A HELPING HAND. For Halloween in her 6th grade year, freshman Ann Li’s neighbor handmade a Harry Potter robe for her. “After I complained about not having a Halloween costume, my neighbor showed up to my house a few days later with this handmade Harry Potter robe,” said Li. (Submitted by Ann Li)

The leaves are changing colors, the weather is getting colder, and as autumn rolls around, so does the spooky season and the buzz around Halloween costumes. Although not everyone goes trick or treating, 69% of people celebrating Halloween are planning to wear a costume this year.

Think outside the box; even materials like bottles and cans could also be reused in making Halloween costumes.

— Zimo Xie

However, out of the costumes worn during Halloween each year, more than 83% are made of plastic and will be thrown out by November. The amount of plastic thrown out yearly from store-bought costumes is roughly equivalent to 83 million plastic bottles.
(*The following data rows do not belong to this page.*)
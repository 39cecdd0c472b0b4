//! `sf-cli purge-expired`: one-off sweep of expired handoff records.

use section_forge_server::db::Database;
use section_forge_server::services::HandoffService;

use super::{CommandError, database_url};

/// Delete every handoff record past its expiry and return how many went.
///
/// # Errors
///
/// Returns `CommandError` if `DATABASE_URL` is unset or the delete fails.
pub async fn run() -> Result<u64, CommandError> {
    let db = Database::new(database_url()?);

    let deleted = HandoffService::new(&db).purge_expired().await?;
    tracing::info!(deleted, "Purged expired handoff records");
    Ok(deleted)
}
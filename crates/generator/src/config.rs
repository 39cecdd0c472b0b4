//! Generator configuration loaded from environment variables.
//!
//! # Environment Variables
//!
//! ## Required
//! - `CLAUDE_API_KEY` - Anthropic API key
//!
//! ## Optional
//! - `CLAUDE_MODEL` - Model ID (default: claude-sonnet-4-20250514)
//! - `GENERATOR_HOST` - Bind address (default: 0.0.0.0)
//! - `GENERATOR_PORT` / `PORT` - Listen port (default: 5000)
//! - `GENERATOR_MAX_TOKENS` - Output token budget (default: 4096)
//! - `LOG_FORMAT` - `json` for structured logs
//! - `SENTRY_DSN`, `SENTRY_ENVIRONMENT`, `SENTRY_SAMPLE_RATE`,
//!   `SENTRY_TRACES_SAMPLE_RATE` - Sentry error tracking

use std::net::{IpAddr, SocketAddr};

use secrecy::SecretString;
use thiserror::Error;

const DEFAULT_MODEL: &str = "claude-sonnet-4-20250514";
const DEFAULT_PORT: &str = "5000";
const DEFAULT_MAX_TOKENS: u32 = 4096;

/// Configuration errors that can occur during loading.
#[derive(Debug, Error)]
pub enum ConfigError {
    #[error("Missing environment variable: {0}")]
    MissingEnvVar(String),
    #[error("Invalid environment variable {0}: {1}")]
    InvalidEnvVar(String, String),
}

/// Generator configuration.
#[derive(Debug, Clone)]
pub struct GeneratorConfig {
    /// IP address to bind the server to
    pub host: IpAddr,
    /// Port to listen on
    pub port: u16,
    /// Claude API configuration
    pub claude: ClaudeConfig,
    /// Emit JSON logs
    pub json_logs: bool,
    /// Sentry DSN for error tracking
    pub sentry_dsn: Option<String>,
    /// Sentry environment (e.g., "development", "staging", "production")
    pub sentry_environment: Option<String>,
    /// Sentry error sample rate (0.0 to 1.0)
    pub sentry_sample_rate: f32,
    /// Sentry traces sample rate for performance monitoring (0.0 to 1.0)
    pub sentry_traces_sample_rate: f32,
}

/// Claude API configuration.
///
/// Implements `Debug` manually to redact the API key.
#[derive(Clone)]
pub struct ClaudeConfig {
    /// Anthropic API key
    pub api_key: SecretString,
    /// Model ID (e.g., claude-sonnet-4-20250514)
    pub model: String,
    /// Output token budget per request
    pub max_tokens: u32,
}

impl std::fmt::Debug for ClaudeConfig {
    fn fmt(&self, f: &mut std::fmt::Formatter<'_>) -> std::fmt::Result {
        f.debug_struct("ClaudeConfig")
            .field("api_key", &"[REDACTED]")
            .field("model", &self.model)
            .field("max_tokens", &self.max_tokens)
            .finish()
    }
}

impl GeneratorConfig {
    /// Load configuration from environment variables.
    ///
    /// Calls `dotenvy::dotenv()` to load from `.env` file if present.
    ///
    /// # Errors
    ///
    /// Returns `ConfigError` if `CLAUDE_API_KEY` is missing or a value fails to parse.
    pub fn from_env() -> Result<Self, ConfigError> {
        let _ = dotenvy::dotenv();

        let host = get_env_or_default("GENERATOR_HOST", "0.0.0.0")
            .parse::<IpAddr>()
            .map_err(|e| ConfigError::InvalidEnvVar("GENERATOR_HOST".to_string(), e.to_string()))?;
        let port = get_optional_env("GENERATOR_PORT")
            .or_else(|| get_optional_env("PORT"))
            .unwrap_or_else(|| DEFAULT_PORT.to_string())
            .parse::<u16>()
            .map_err(|e| ConfigError::InvalidEnvVar("GENERATOR_PORT".to_string(), e.to_string()))?;

        Ok(Self {
            host,
            port,
            claude: ClaudeConfig::from_env()?,
            json_logs: get_optional_env("LOG_FORMAT").is_some_and(|f| f == "json"),
            sentry_dsn: get_optional_env("SENTRY_DSN"),
            sentry_environment: get_optional_env("SENTRY_ENVIRONMENT"),
            sentry_sample_rate: get_optional_env("SENTRY_SAMPLE_RATE")
                .and_then(|s| s.parse().ok())
                .unwrap_or(1.0),
            sentry_traces_sample_rate: get_optional_env("SENTRY_TRACES_SAMPLE_RATE")
                .and_then(|s| s.parse().ok())
                .unwrap_or(1.0),
        })
    }

    /// Returns the socket address for binding the server.
    #[must_use]
    pub const fn socket_addr(&self) -> SocketAddr {
        SocketAddr::new(self.host, self.port)
    }
}

impl ClaudeConfig {
    fn from_env() -> Result<Self, ConfigError> {
        let api_key = get_optional_env("CLAUDE_API_KEY")
            .map(SecretString::from)
            .ok_or_else(|| ConfigError::MissingEnvVar("CLAUDE_API_KEY".to_string()))?;
        let max_tokens = get_optional_env("GENERATOR_MAX_TOKENS")
            .map(|s| {
                s.parse::<u32>().map_err(|e| {
                    ConfigError::InvalidEnvVar("GENERATOR_MAX_TOKENS".to_string(), e.to_string())
                })
            })
            .transpose()?
            .unwrap_or(DEFAULT_MAX_TOKENS);

        Ok(Self {
            api_key,
            model: get_env_or_default("CLAUDE_MODEL", DEFAULT_MODEL),
            max_tokens,
        })
    }
}

// =============================================================================
// Helper Functions
// =============================================================================

/// Get an optional environment variable. Blank values count as unset.
fn get_optional_env(key: &str) -> Option<String> {
    std::env::var(key).ok().filter(|v| !v.trim().is_empty())
}

/// Get an environment variable with a default value.
fn get_env_or_default(key: &str, default: &str) -> String {
    get_optional_env(key).unwrap_or_else(|| default.to_string())
}

#[cfg(test)]
mod tests {
    use super::*;

    #[test]
    fn test_claude_config_debug_redacts_key() {
        let config = ClaudeConfig {
            api_key: SecretString::from("sk-ant-very-secret"),
            model: DEFAULT_MODEL.to_string(),
            max_tokens: DEFAULT_MAX_TOKENS,
        };
        let debug = format!("{config:?}");
        assert!(debug.contains("[REDACTED]"));
        assert!(!debug.contains("sk-ant-very-secret"));
        assert!(debug.contains(DEFAULT_MODEL));
    }

    #[test]
    fn test_socket_addr() {
        let config = GeneratorConfig {
            host: IpAddr::from([127, 0, 0, 1]),
            port: 5000,
            claude: ClaudeConfig {
                api_key: SecretString::from("k"),
                model: DEFAULT_MODEL.to_string(),
                max_tokens: DEFAULT_MAX_TOKENS,
            },
            json_logs: false,
            sentry_dsn: None,
            sentry_environment: None,
            sentry_sample_rate: 1.0,
            sentry_traces_sample_rate: 1.0,
        };
        assert_eq!(config.socket_addr().to_string(), "127.0.0.1:5000");
    }
}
Because of how quickly these costumes get made and thrown out, most Halloween costumes found in stores are considered fast fashion.

Halloween shouldn’t be a single-use holiday, but does that mean Halloween should be costume-less? Are all costumes going to add to plastic waste in the environment? Thankfully, there are ways to celebrate Halloween sustainably by making your costumes or reusing fabric for outfits. Students can still express their creativity and have fun during Halloween while not harming the planet or supporting the fast fashion industry.

There are materials such as old pieces of clothing or past costumes students could exchange and swap with friends to make new costumes. On top of sustainable Halloween costumes being better for the planet, there’s also a sense of satisfaction from hand made costumes that simply purchasing a costume from the store can’t fulfill.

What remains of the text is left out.